The intensity of this sub-cultural milieu offers some insight as to why Mikhailov's work, right from the beginning, was free of any signs of classical professional reportage. Mikhailov makes no attempt to compose or frame the picture according to the rules, or to recreate situations that would embody the idea of photography as 'fly-on the-wall' representation. Yet this was precisely the way that photography in the Soviet Schools of Journalism (the only professional places to study photography) was taught at a time when Cartier-Bresson was worshipped. Mikhailov's basic premise remains that of a dilettante delighted by the sheer capacity of a photograph's ability to capture a fragment of reality - any fragment of any reality.

Mikhailov's own particular technique stems from the idea of preserving the intrinsic link to the spontaneity of an ordinary visual experience. He is inclined to take photographs impulsively, with incredible speed and almost without looking through the viewfinder. This, however, is very different from the idea of the casual photograph that fascinated John Baldessari, for example. Mikhailov uses his technique in order to validate the continuous becoming of the visual experience. For this reason, he began using panoramic cameras, such as the Soviet Horizont, which has a swivelling lens that turns through 180 degrees as the picture is taken. The result is a horizontally elongated image with no central composition since the picture is stretched to its limits. The picture is overloaded with information and the eye wanders in the same way that it does when one looks at a real view without focusing on anything in particular. This approach is most apparent in Mikhailov's series of photographs By the Ground (1991) in which the sequence of images recreate what is seen by a pedestrian looking down.

The fact that Mikhailov always prefers amateur cameras to expensive professional equipment is symptomatic.
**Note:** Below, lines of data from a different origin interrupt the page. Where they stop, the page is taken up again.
impl Song {
    pub fn load_from_memory(id: u32, bytes: &[u8], sample_rate: f64) -> EngineResult<Self> {
        let kind = sniff(bytes)?;
        let parsed = parse_any(bytes)?;
        let channel_type = match kind {
            ContainerKind::Rmf => ChannelType::Rmf,
            _ => ChannelType::Midi,
        };
        let sequencer = Sequencer::new(parsed.tracks, parsed.ppqn, sample_rate);
        let channels = std::array::from_fn(|_| ChannelState::new(channel_type));
        Ok(Self {
            id,
            sequencer: Mutex::new(sequencer),
            channels: Mutex::new(channels),
            transport: Mutex::new(TransportState::Stopped),
            preserve_position_on_next_start: AtomicBool::new(false),
            volume: AtomicU32::new(rf_core::Q16_16::ONE.raw() as u32),
            transpose: AtomicI32::new(0),
            mute: AtomicBool::new(false),
            last_error: Mutex::new(None),
            meta_callback: Mutex::new(None),
            meta: parsed.meta,
            embedded_bank: parsed.embedded_bank,
            bank_offset_override: parsed.bank_offset_override,
            instrument_ids: parsed.instrument_ids,
        })
    }

    pub fn transport_state(&self) -> TransportState {
        *self.transport.lock()
    }

    pub fn last_error(&self) -> Option<String> {
        self.last_error.lock().clone()
    }

    fn record_error(&self, err: &EngineError) {
        *self.last_error.lock() = Some(err.to_string());
    }

    /// `Song_Preroll`: runs the full track set once with no time pacing so
    /// instrument state (bank/program/controller changes) is warmed up
    /// before playback starts, and so the caller can learn the song's
    /// total duration. Produces no voice activity.
    pub fn preroll(&self, resolver: &BankResolver) -> u64 {
        let mut seq = self.sequencer.lock();
        let mut channels = self.channels.lock();
        let outcome = seq.run(
            RunMode::Preroll,
            |ch, data| {
                let _ = route_event(&mut channels[ch as usize], ch, data, resolver);
            },
            |_| {},
        );
        seq.rewind();
        outcome.position_us
    }

    /// `Song_Start`. Clears `preserve_position_on_next_start` (spec §9):
    /// a prior seek's position survives exactly one `start` call.
    pub fn start(&self) -> EngineResult<()> {
        let mut transport = self.transport.lock();
        if *transport == TransportState::Playing {
            return Err(EngineError::StillPlaying);
        }
        if !self.preserve_position_on_next_start.swap(false, Ordering::AcqRel) {
            self.sequencer.lock().rewind();
        }
        *transport = TransportState::Playing;
        Ok(())
    }

    pub fn stop(&self) {
        *self.transport.lock() = TransportState::Stopped;
        self.sequencer.lock().rewind();
    }

    pub fn pause(&self) -> EngineResult<()> {
        let mut transport = self.transport.lock();
        if *transport != TransportState::Playing {
            return Err(EngineError::ParamErr("song is not playing".into()));
        }
        *transport = TransportState::Paused;
        Ok(())
    }

    pub fn resume(&self) -> EngineResult<()> {
        let mut transport = self.transport.lock();
        if *transport != TransportState::Paused {
            return Err(EngineError::ParamErr("song is not paused".into()));
        }
        *transport = TransportState::Playing;
        Ok(())
    }

    /// `Song_Seek`: fast-forwards silently (applying controller/program
    /// state along the way) to `target_us`, then marks the resulting
    /// position to survive exactly the next `start` call.
    pub fn seek(&self, target_us: u64, resolver: &BankResolver) {
        let mut seq = self.sequencer.lock();
        seq.rewind();
        let mut channels = self.channels.lock();
        seq.run(
            RunMode::Scan { target_us },
            |ch, data| {
                let _ = route_event(&mut channels[ch as usize], ch, data, resolver);
            },
            |_| {},
        );
        drop(channels);
        drop(seq);
        self.preserve_position_on_next_start.store(true, Ordering::Release);
    }

    pub fn position_us(&self) -> u64 {
        self.sequencer.lock().position_us()
    }

    pub fn set_loops(&self, count: u32) {
        self.sequencer.lock().set_loops(count);
    }

    /// Registers (or clears, with `None`) the lyric/meta-event callback
    /// dispatched from `advance` for Lyric/Text/Marker events.
    pub fn set_meta_callback(&self, callback: Option<Box<dyn FnMut(&MetaEvent) + Send>>) {
        *self.meta_callback.lock() = callback;
    }

    pub fn set_tempo_scale(&self, scale: f64) {
        self.sequencer.lock().set_tempo_scale(scale);
    }

    pub fn set_transpose(&self, semitones: i8) {
        let clamped = (semitones as i32).clamp(-TRANSPOSE_LIMIT, TRANSPOSE_LIMIT);
        self.transpose.store(clamped, Ordering::Release);
    }

    pub fn transpose(&self) -> i8 {
        self.transpose.load(Ordering::Acquire) as i8
    }

    pub fn set_volume(&self, volume: rf_core::Q16_16) {
        self.volume.store(volume.raw() as u32, Ordering::Release);
    }

    pub fn volume(&self) -> rf_core::Q16_16 {
        rf_core::Q16_16::from_raw(self.volume.load(Ordering::Acquire) as i32)
    }

    pub fn set_mute(&self, mute: bool) {
        self.mute.store(mute, Ordering::Release);
    }

    pub fn is_muted(&self) -> bool {
        self.mute.load(Ordering::Acquire)
    }

    pub fn mute_channel(&self, channel: u8, mute: bool) {
        self.channels.lock()[channel as usize].mute = mute;
    }

    pub fn solo_channel(&self, channel: u8, solo: bool) {
        self.channels.lock()[channel as usize].solo = solo;
    }

    /// Combined song-level x channel-level (volume x expression) gain a
    /// voice on `channel` should render at this slice (spec §3.2
    /// `effective = master x (CC7/127) x (CC11/127)`, folded with the
    /// song's own volume and mute/solo state). Applied at render time
    /// rather than baked in at note-on so live CC7/CC11/mute changes are
    /// heard immediately (spec §4.3 "Volume ... updates in real time").
    pub fn channel_effective_gain(&self, channel: u8) -> rf_core::Q16_16 {
        if self.mute.load(Ordering::Acquire) {
            return rf_core::Q16_16::ZERO;
        }
        let channels = self.channels.lock();
        let any_solo = channels.iter().any(|c| c.solo);
        let ch = &channels[channel as usize];
        if ch.mute || (any_solo && !ch.solo) {
            return rf_core::Q16_16::ZERO;
        }
        rf_core::Q16_16::from_f64(ch.volume_gain()).mul_q(self.volume())
    }

    /// Advance playback by one audio slice's worth of frames, dispatching
    /// resolved voice activity into `sink` (spec §4.1 step 3 "sequencer
    /// advance", folded into the mixer's per-slice algorithm).
    pub fn advance(&self, frames: u32, resolver: &BankResolver, sink: &mut dyn VoiceSink) -> RunOutcome {
        if self.transport_state() != TransportState::Playing {
            return RunOutcome { finished: false, position_us: self.position_us() };
        }
        let mut seq = self.sequencer.lock();
        let mut channels = self.channels.lock();
        let transpose = self.transpose();
        let song_id = self.id;
        let song_muted = self.mute.load(Ordering::Acquire);
        let outcome = seq.run(
            RunMode::Normal { frames },
            |ch, data| {
                let channel_state = &mut channels[ch as usize];
                if let Some(action) = route_event(channel_state, ch, data, resolver) {
                    match (*data, action) {
                        (
                            rf_core::MidiEventData::NoteOn { note, velocity },
                            NoteAction::Play { resolution, bank, program, pitch_bend_semitones, pan, volume_gain },
                        ) if !song_muted && !channel_state.mute => {
                            let shifted_note = (note as i32 + transpose as i32).clamp(0, 127) as u8;
                            if channel_state.sustain {
                                channel_state.held_notes.push(shifted_note);
                            }
                            sink.note_on(
                                song_id,
                                ch,
                                shifted_note,
                                velocity,
                                resolution,
                                bank,
                                program,
                                pitch_bend_semitones,
                                pan,
                                volume_gain,
                                channel_state.reverb_send as f64 / 127.0,
                                channel_state.chorus_send as f64 / 127.0,
                            );
                        }
                        (rf_core::MidiEventData::NoteOn { .. }, NoteAction::Silenced) => {}
                        _ => {}
                    }
                }
                if let rf_core::MidiEventData::NoteOff { note, .. } = data {
                    let shifted_note = (*note as i32 + transpose as i32).clamp(0, 127) as u8;
                    let channel_state = &mut channels[ch as usize];
                    if channel_state.sustain {
                        sink.sustain_hold(song_id, ch, shifted_note);
                    } else {
                        sink.note_off(song_id, ch, shifted_note);
                    }
                }
                if let rf_core::MidiEventData::ControlChange { controller, value } = data {
                    if *controller == rf_core::cc::SUSTAIN && *value < 64 {
                        let channel_state = &mut channels[ch as usize];
                        let notes = std::mem::take(&mut channel_state.held_notes);
                        sink.sustain_release_all(song_id, ch, &notes);
                    }
                    if matches!(*controller, rf_core::cc::ALL_SOUND_OFF | rf_core::cc::ALL_NOTES_OFF) {
                        sink.kill_channel(song_id, ch);
                    }
                }
            },
            |meta_event: &MetaEvent| {
                if matches!(meta_event, MetaEvent::Lyric(_) | MetaEvent::Text(_) | MetaEvent::Marker(_)) {
                    if let Some(callback) = self.meta_callback.lock().as_mut() {
                        callback(meta_event);
                    }
                }
            },
        );
        if outcome.finished {
            *self.transport.lock() = TransportState::Stopped;
        }
        outcome
    }
}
The main body of his work is shot in black-and-white; this is representative of the photographic look that was dominant when he first started taking photographs. It was only in the middle of the 1990s, when cheap automatic cameras and Kodak print shops became part of the post-Soviet reality, that he started working with colour. From that moment colour photography became commonplace while black-and-white prints became synonymous with aestheticism. Mikhailov's range of subjects and themes is also that of an amateur. He takes pictures of family life - 'photographs to remember things by' - such as the arrival of a newborn child, Sunday leisure pursuits in the company of friends, a summer holiday by the sea, public holidays in his native city and curious street incidents.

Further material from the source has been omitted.